A week later, the replacement cushion finally arrived from Autosleeper. This was to relace the water damaged one from the leak. My husband took it out to replace it and lo and behold found that the cushions were wet through in exactly the same place. We took the van back again to the dealer and left it there. We had emptied the van completely and asked that they replace it. It is now at Autosleepers now we hope but cant be sure as I am typing this from Utah, USA, trying to get away from it all. We have both just retired and were looking forward to spending time in our van but now we cant wait to get rid of it. It is a white elephant. I know that this may be a one off but anyone thinking of buying a Nuevo, perhaps after reading this you may think again.

Pam & Keith


----------



## dodger148

I have just recd a pm which Terry says can be posted here on the roof situation.

----------------------------------
"Quote" 

Have just spoken to Charles Trevelyan at Autosleepers who incidently lives up to his reputation as a 'very nice man'. We have arranged for me to take the Nuevo in on the 26th April to have the 'cosmetic strip' (his words) removed, dried and resealed. He has assured me that there would be no water ingress. 
I also told him I was a member of this motorhome community and had read some horror stories about this model although I had previously owned autosleepers. 
He seemed genuinely interested and I gave him the website address and he promised to look at it. 
If you wish to post this on the thread please do so. 
------------------------------------

If Charles has said they will sort they will, 

New members/posters should be aware we dont have any problems with manufacturers reading this site, some suppliers do as you know, they could pick up quite a bit of info. Any UK convertor should have their marketing people reading mhf
certainly on a weekly basis as minimum.
Dave will take adverts and they are welcome to discuss costs with nukeadmin


----------



## teljoy

*Autosleeper Nuevo Roof problem*

Just returned from Willersey after having the plastic strip above the cab resealed. Also had a small hole in the roof repaired (how did that happen on a two month old van?) and had a bathroom window blind replaced. The plastic tensioner had shattered. Noticed this when we picked up the van from the dealer. So this is the second one. Apparently it's a known fault.
However things should be OK now.

Stayed on the CC site in Broadway for a couple of days and could not help noticing the number of Autosleepers there visiting Willersey for repairs. Unfortunately the ones I spoke to did not seem too happy with Autosleepers. Some having made many visits for repairs. It seems a great shame that a company for which I had, and still have a great regard having owned a Peugeot Harmony for five years without any problems should have so many dissatisfied customers.

As this was my first visit to Willersey we had excellent service. All the problems were rectified and we enjoyed our visit.
But I can't help thinking that the attention to detail in manufacture seems to be disappearing as everything (not just Autosleepers) is built down to a cost. For example the plastic strip on our van now has a lot more sealant now it is repaired than when it was put on from new. Surely it can not be cost effective to address these problems after sale when better inspection pre-delivery could eliminate these problems.

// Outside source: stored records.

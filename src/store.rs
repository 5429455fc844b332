use std::collections::{BTreeMap, HashMap};
use std::sync::{Mutex, MutexGuard, PoisonError};

use crate::domain::{AttributePair, AttributeValue, Record};

/// trait -> value -> number of records carrying that exact pair.
pub type Occurrences = BTreeMap<String, BTreeMap<AttributeValue, u64>>;

fn lock<T>(mutex: &Mutex<T>) -> MutexGuard<'_, T> {
    mutex.lock().unwrap_or_else(PoisonError::into_inner)
}

/// Append-only list of fetched records, in completion order.
#[derive(Debug, Default)]
pub struct ResultStore {
    records: Mutex<Vec<Record>>,
}

impl ResultStore {
    pub fn new() -> Self {
        Self::default()
    }

    pub fn append(&self, record: Record) {
        lock(&self.records).push(record);
    }

    pub fn records(&self) -> Vec<Record> {
        lock(&self.records).clone()
    }

    pub fn len(&self) -> usize {
        lock(&self.records).len()
    }

    pub fn is_empty(&self) -> bool {
        self.len() == 0
    }

    pub fn into_records(self) -> Vec<Record> {
        self.records
            .into_inner()
            .unwrap_or_else(PoisonError::into_inner)
    }
}

/// Frequency table of (trait, value) pairs. Counts only ever grow.
#[derive(Debug, Default)]
pub struct OccurrenceTable {
    counts: Mutex<HashMap<String, HashMap<AttributeValue, u64>>>,
}

impl OccurrenceTable {
    pub fn new() -> Self {
        Self::default()
    }

    pub fn increment(&self, trait_type: &str, value: &AttributeValue) {
        let mut counts = lock(&self.counts);
        bump(&mut counts, trait_type, value);
    }

    /// Counts every pair of one record under a single lock acquisition.
    pub fn record(&self, attributes: &[AttributePair]) {
        let mut counts = lock(&self.counts);
        for pair in attributes {
            bump(&mut counts, &pair.trait_type, &pair.value);
        }
    }

    pub fn count(&self, trait_type: &str, value: &AttributeValue) -> u64 {
        lock(&self.counts)
            .get(trait_type)
            .and_then(|values| values.get(value))
            .copied()
            .unwrap_or(0)
    }

    pub fn is_empty(&self) -> bool {
        lock(&self.counts).is_empty()
    }

    /// Sorted copy of the table.
    pub fn snapshot(&self) -> Occurrences {
        lock(&self.counts)
            .iter()
            .map(|(trait_type, values)| {
                let values = values
                    .iter()
                    .map(|(value, count)| (value.clone(), *count))
                    .collect();
                (trait_type.clone(), values)
            })
            .collect()
    }
}

fn bump(
    counts: &mut HashMap<String, HashMap<AttributeValue, u64>>,
    trait_type: &str,
    value: &AttributeValue,
) {
    *counts
        .entry(trait_type.to_string())
        .or_default()
        .entry(value.clone())
        .or_insert(0) += 1;
}
use std::sync::{Mutex, PoisonError};

use serde::{Deserialize, Serialize};
use serde_json::Value;

use crate::client::MetadataClient;
use crate::domain::{AttributePair, HttpMethod, Record, Task, TaskId};
use crate::error::FetchFailure;
use crate::queue::WorkQueue;
use crate::store::{OccurrenceTable, ResultStore};

const MAX_LOGGED_BODY: usize = 512;

#[derive(Debug, Clone, PartialEq, Eq, Serialize)]
pub struct FailedTask {
    pub id: TaskId,
    pub url: String,
    pub reason: FetchFailure,
}

/// Failures of every worker in a batch. Shared, so entries logged by a
/// worker that later panics are kept.
#[derive(Debug, Default)]
pub struct FailureLog {
    failed: Mutex<Vec<FailedTask>>,
}

impl FailureLog {
    pub fn new() -> Self {
        Self::default()
    }

    pub fn push(&self, failed: FailedTask) {
        self.failed
            .lock()
            .unwrap_or_else(PoisonError::into_inner)
            .push(failed);
    }

    /// All failures, ordered by task id.
    pub fn into_sorted(self) -> Vec<FailedTask> {
        let mut failed = self
            .failed
            .into_inner()
            .unwrap_or_else(PoisonError::into_inner);
        failed.sort_by_key(|task| task.id);
        failed
    }
}

#[derive(Debug, Default, Clone, Copy, PartialEq, Eq)]
pub struct WorkerSummary {
    pub succeeded: usize,
    pub failed: usize,
}

/// Turns one task into a record, or says why it could not.
pub fn fetch_record<C>(client: &C, method: HttpMethod, task: &Task) -> Result<Record, FetchFailure>
where
    C: MetadataClient + ?Sized,
{
    let response = client.send(method, &task.url)?;
    if !response.is_success() {
        return Err(FetchFailure::BadStatus {
            status: response.status,
            body: truncate(&response.body),
        });
    }
    parse_record(task.id, &response.body)
}

/// Reads the `attributes` array of a metadata document. Every entry must be
/// valid before the record is accepted.
pub fn parse_record(id: TaskId, body: &str) -> Result<Record, FetchFailure> {
    let document: Value = serde_json::from_str(body)
        .map_err(|err| FetchFailure::malformed(format!("invalid JSON: {err}")))?;
    let attributes = document
        .get("attributes")
        .ok_or_else(|| FetchFailure::malformed("attributes not found"))?
        .as_array()
        .ok_or_else(|| FetchFailure::malformed("attributes is not an array"))?
        .iter()
        .enumerate()
        .map(|(index, item)| {
            AttributePair::deserialize(item)
                .map_err(|err| FetchFailure::malformed(format!("attribute {index}: {err}")))
        })
        .collect::<Result<Vec<_>, FetchFailure>>()?;
    Ok(Record { id, attributes })
}

fn truncate(body: &str) -> String {
    match body.char_indices().nth(MAX_LOGGED_BODY) {
        Some((cut, _)) => format!("{}...", &body[..cut]),
        None => body.to_string(),
    }
}

pub struct FetchWorker<'a, C: ?Sized> {
    pub index: usize,
    pub method: HttpMethod,
    pub client: &'a C,
    pub queue: &'a WorkQueue,
    pub results: &'a ResultStore,
    pub occurrences: &'a OccurrenceTable,
    pub failures: &'a FailureLog,
}

impl<C> FetchWorker<'_, C>
where
    C: MetadataClient + ?Sized,
{
    /// Drains the queue. Returns once no task is left to claim.
    pub fn run(&self) -> WorkerSummary {
        let mut summary = WorkerSummary::default();
        while let Some(task) = self.queue.claim() {
            match fetch_record(self.client, self.method, &task) {
                Ok(record) => {
                    tracing::debug!(
                        worker = self.index,
                        task_id = %task.id,
                        attributes = record.attributes.len(),
                        "fetched metadata"
                    );
                    self.occurrences.record(&record.attributes);
                    self.results.append(record);
                    summary.succeeded += 1;
                }
                Err(reason) => {
                    tracing::warn!(
                        worker = self.index,
                        task_id = %task.id,
                        url = %task.url,
                        error = %reason,
                        "unable to get metadata"
                    );
                    self.failures.push(FailedTask {
                        id: task.id,
                        url: task.url.clone(),
                        reason,
                    });
                    summary.failed += 1;
                }
            }
        }
        summary
    }
}

#[cfg(test)]
mod tests {
    use assert_matches::assert_matches;

    use super::*;
    use crate::domain::AttributeValue;

    #[test]
    fn parse_record_reads_attributes_in_order() {
        let body = r#"{"name": "x", "attributes": [
            {"trait_type": "Background", "value": "Blue"},
            {"trait_type": "Level", "value": 3}
        ]}"#;
        let record = parse_record(TaskId::new(9), body).unwrap();
        assert_eq!(record.id, TaskId::new(9));
        assert_eq!(record.attributes.len(), 2);
        assert_eq!(record.attributes[0].trait_type, "Background");
        assert_eq!(record.attributes[1].value, AttributeValue::Integer(3));
    }

    #[test]
    fn parse_record_missing_attributes() {
        let err = parse_record(TaskId::new(1), "{}").unwrap_err();
        assert_eq!(err, FetchFailure::malformed("attributes not found"));
    }

    #[test]
    fn parse_record_rejects_invalid_json() {
        let err = parse_record(TaskId::new(1), "<html>").unwrap_err();
        assert_matches!(err, FetchFailure::MalformedResponse { .. });
    }

    #[test]
    fn parse_record_counts_null_as_a_value() {
        let body = r#"{"attributes": [
            {"trait_type": "Hat", "value": null},
            {"trait_type": "Eyes", "value": "Red"}
        ]}"#;
        let record = parse_record(TaskId::new(4), body).unwrap();
        assert_eq!(record.attributes[0].value, AttributeValue::Null);

        let occurrences = OccurrenceTable::new();
        occurrences.record(&record.attributes);
        assert_eq!(occurrences.count("Hat", &AttributeValue::Null), 1);
        assert_eq!(occurrences.count("Eyes", &AttributeValue::from("Red")), 1);
    }

    #[test]
    fn parse_record_rejects_nested_value() {
        let body = r#"{"attributes": [{"trait_type": "Hat", "value": {"color": "red"}}]}"#;
        let err = parse_record(TaskId::new(1), body).unwrap_err();
        assert_matches!(err, FetchFailure::MalformedResponse { message } if message.starts_with("attribute 0"));
    }

    #[test]
    fn parse_record_rejects_bad_entry() {
        let body = r#"{"attributes": [{"trait_type": "Eyes", "value": "Red"}, {"value": "x"}]}"#;
        let err = parse_record(TaskId::new(1), body).unwrap_err();
        assert_matches!(err, FetchFailure::MalformedResponse { message } if message.starts_with("attribute 1"));
    }

    #[test]
    fn parse_record_allows_empty_attributes() {
        let record = parse_record(TaskId::new(1), r#"{"attributes": []}"#).unwrap();
        assert!(record.attributes.is_empty());
    }

    #[test]
    fn failure_log_sorts_by_id() {
        let log = FailureLog::new();
        for id in [3, 1, 2] {
            log.push(FailedTask {
                id: TaskId::new(id),
                url: format!("http://localhost/{id}"),
                reason: FetchFailure::transport("refused"),
            });
        }
        let ids: Vec<u64> = log.into_sorted().iter().map(|task| task.id.get()).collect();
        assert_eq!(ids, vec![1, 2, 3]);
    }

    #[test]
    fn truncate_long_bodies() {
        let body = "x".repeat(MAX_LOGGED_BODY + 10);
        let truncated = truncate(&body);
        assert_eq!(truncated.len(), MAX_LOGGED_BODY + 3);
        assert_eq!(truncate("short"), "short");
    }
}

I hope I am not coming across as a whinger as I would still have another Autosleeper but failing standards do sadden me.

Terry


----------



## dodger148

I spoke to a number of Nuevo owners at the ASOC AGM, some leaks had been experienced but others hadnt had problems this apllied to both older and newer vans so its not something that is a regular fault with this model.
The factory people reconned that any leaks should be still covered by warranty, but I think they were a bit out with their dates, 
Charles Trevelyan sugested any one with problems should contact the service centre and each case would be considered.


----------



## teljoy

dodger148 said:


> I spoke to a number of Nuevo owners at the ASOC AGM, some leaks had been experienced but others hadnt had problems this apllied to both older and newer vans so its not something that is a regular fault with this model.
> The factory people reconned that any leaks should be still covered by warranty, but I think they were a bit out with their dates,
> Charles Trevelyan sugested any one with problems should contact the service centre and each case would be considered.


Hi Dodger148

Had another problem with the Nuevo last week (Mon 26th June). Rainy Monday in Wales and leaks from the kitchen roofvent and the Hieki in the main living area. Managed to get to Willersey on Friday 30th and had the vents resealed. Trevor very helpful and as usual friendly service. But I did see a number of Nuevos requiring attention. This van is not six months old. I really do think this merger with SEA (I think) hasn't helped their quality reputation which used to be excellent. I am still happy with the van but will always now be looking for a problem. Friday afternoon vehicle perhaps but why so many in the service centre?

Teljoy


----------



## dodger148

I think they go through phases and mistrust creeps in, does with me anyway. 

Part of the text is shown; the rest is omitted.